Records drawn from a dataset
========================
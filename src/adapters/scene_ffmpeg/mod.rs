//! Scene boundary detection over ffmpeg's scene-change score

use std::path::PathBuf;
use std::time::Duration;

use async_trait::async_trait;
use tracing::{debug, info};

use crate::adapters::process::{run_captured, ProcessSpec};
use crate::domain::model::{ActivitySample, CutPoint, DetectionResult, SourceVideo};
use crate::engine::cancel::CancellationToken;
use crate::error::{PerShotError, PerShotResult};
use crate::ports::{SceneDetector, TransformFailure};

/// Detector tuning
#[derive(Debug, Clone, PartialEq)]
pub struct SceneDetectorSettings {
    pub ffmpeg_path: PathBuf,
    /// Score above which a frame opens a new shot
    pub threshold: f64,
    pub analysis_width: u32,
    /// Cuts closer than this to the previous cut (or an edge) are ignored
    pub min_gap_secs: f64,
    pub timeout: Duration,
}

/// Scores every frame with `select=gte(scene,0)` and reads them back from `metadata=print`
pub struct FfmpegSceneDetector {
    settings: SceneDetectorSettings,
}

impl FfmpegSceneDetector {
    pub fn new(settings: SceneDetectorSettings) -> Self {
        Self { settings }
    }

    fn filter_graph(&self) -> String {
        format!(
            "scale={}:-2,select='gte(scene,0)',metadata=print:file=-",
            self.settings.analysis_width
        )
    }
}

/// Parse `metadata=print` output into per-frame activity samples.
///
/// The filter prints one header per frame followed by its keys:
/// ```text
/// frame:41   pts:42042   pts_time:1.4014
/// lavfi.scene_score=0.012345
/// ```
pub fn parse_scene_scores(text: &str) -> Vec<ActivitySample> {
    let mut samples = Vec::new();
    let mut current_pts: Option<f64> = None;

    for line in text.lines() {
        if let Some((_, rest)) = line.split_once("pts_time:") {
            current_pts = rest
                .split_whitespace()
                .next()
                .and_then(|t| t.parse::<f64>().ok());
        } else if let Some((_, value)) = line.split_once("lavfi.scene_score=") {
            if let (Some(time), Ok(score)) = (current_pts.take(), value.trim().parse::<f64>()) {
                if time.is_finite() && score.is_finite() {
                    samples.push(ActivitySample { time, score });
                }
            }
        }
    }
    samples
}

/// Pick cuts from scored frames, suppressing cuts that would create micro-shots
pub fn select_cuts(
    activity: &[ActivitySample],
    threshold: f64,
    min_gap_secs: f64,
    duration: f64,
    frame_rate: f64,
) -> Vec<CutPoint> {
    let mut cuts: Vec<CutPoint> = Vec::new();
    let mut last_edge = 0.0;

    for sample in activity.iter().filter(|s| s.score > threshold) {
        if sample.time - last_edge < min_gap_secs || duration - sample.time < min_gap_secs {
            debug!(
                "Ignoring cut at {:.3}s (score {:.3}) within {:.3}s of a boundary",
                sample.time, sample.score, min_gap_secs
            );
            continue;
        }
        cuts.push(CutPoint {
            time: sample.time,
            frame: (frame_rate > 0.0).then(|| (sample.time * frame_rate).round() as u64),
            score: Some(sample.score),
        });
        last_edge = sample.time;
    }
    cuts
}

#[async_trait]
impl SceneDetector for FfmpegSceneDetector {
    async fn detect(
        &self,
        source: &SourceVideo,
        cancel: &CancellationToken,
    ) -> PerShotResult<DetectionResult> {
        info!(
            "Detecting scenes in {} (threshold {:.2})",
            source.path.display(),
            self.settings.threshold
        );
        let args = vec![
            "-hide_banner".to_string(),
            "-nostdin".to_string(),
            "-loglevel".to_string(),
            "error".to_string(),
            "-i".to_string(),
            source.path.to_string_lossy().into_owned(),
            "-map".to_string(),
            "0:v:0".to_string(),
            "-vf".to_string(),
            self.filter_graph(),
            "-f".to_string(),
            "null".to_string(),
            "-".to_string(),
        ];

        let (output, elapsed) = run_captured(
            ProcessSpec {
                program: &self.settings.ffmpeg_path,
                args: &args,
                timeout: self.settings.timeout,
                current_dir: None,
            },
            Some(cancel),
        )
        .await
        .map_err(|failure| match failure {
            TransformFailure::Cancelled => PerShotError::Cancelled,
            other => PerShotError::Detection {
                message: other.to_string(),
            },
        })?;

        let activity = parse_scene_scores(&String::from_utf8_lossy(&output.stdout));
        let cuts = select_cuts(
            &activity,
            self.settings.threshold,
            self.settings.min_gap_secs,
            source.duration,
            source.frame_rate,
        );
        info!(
            "Scored {} frames, found {} cut(s) in {:.1}s",
            activity.len(),
            cuts.len(),
            elapsed.as_secs_f64()
        );
        Ok(DetectionResult { cuts, activity })
    }
}

#[cfg(test)]
mod tests {
    use super::*;

    #[test]
    fn test_parse_metadata_print() {
        let text = "\
frame:0    pts:1001   pts_time:0.0417083
lavfi.scene_score=0.001200
frame:1    pts:2002   pts_time:0.0834167
lavfi.scene_score=0.520000
frame:2    pts:3003   pts_time:0.125125
lavfi.scene_score=nan
garbage line
";
        let samples = parse_scene_scores(text);
        assert_eq!(samples.len(), 2);
        assert!((samples[0].time - 0.0417083).abs() < 1e-9);
        assert_eq!(samples[1].score, 0.52);
    }

    #[test]
    fn test_select_cuts_respects_threshold_and_gap() {
        let activity = vec![
            ActivitySample { time: 0.2, score: 0.9 },
            ActivitySample { time: 2.0, score: 0.8 },
            ActivitySample { time: 2.2, score: 0.7 },
            ActivitySample { time: 4.0, score: 0.1 },
            ActivitySample { time: 7.0, score: 0.4 },
            ActivitySample { time: 9.8, score: 0.9 },
        ];
        let cuts = select_cuts(&activity, 0.3, 0.5, 10.0, 25.0);
        let times: Vec<f64> = cuts.iter().map(|c| c.time).collect();
        assert_eq!(times, vec![2.0, 7.0]);
        assert_eq!(cuts[0].frame, Some(50));
        assert_eq!(cuts[1].score, Some(0.4));
    }
}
========================
Work out how many lines of the records contain the string "DetectionResult". Nothing but the number should be written.

### Exercise output
3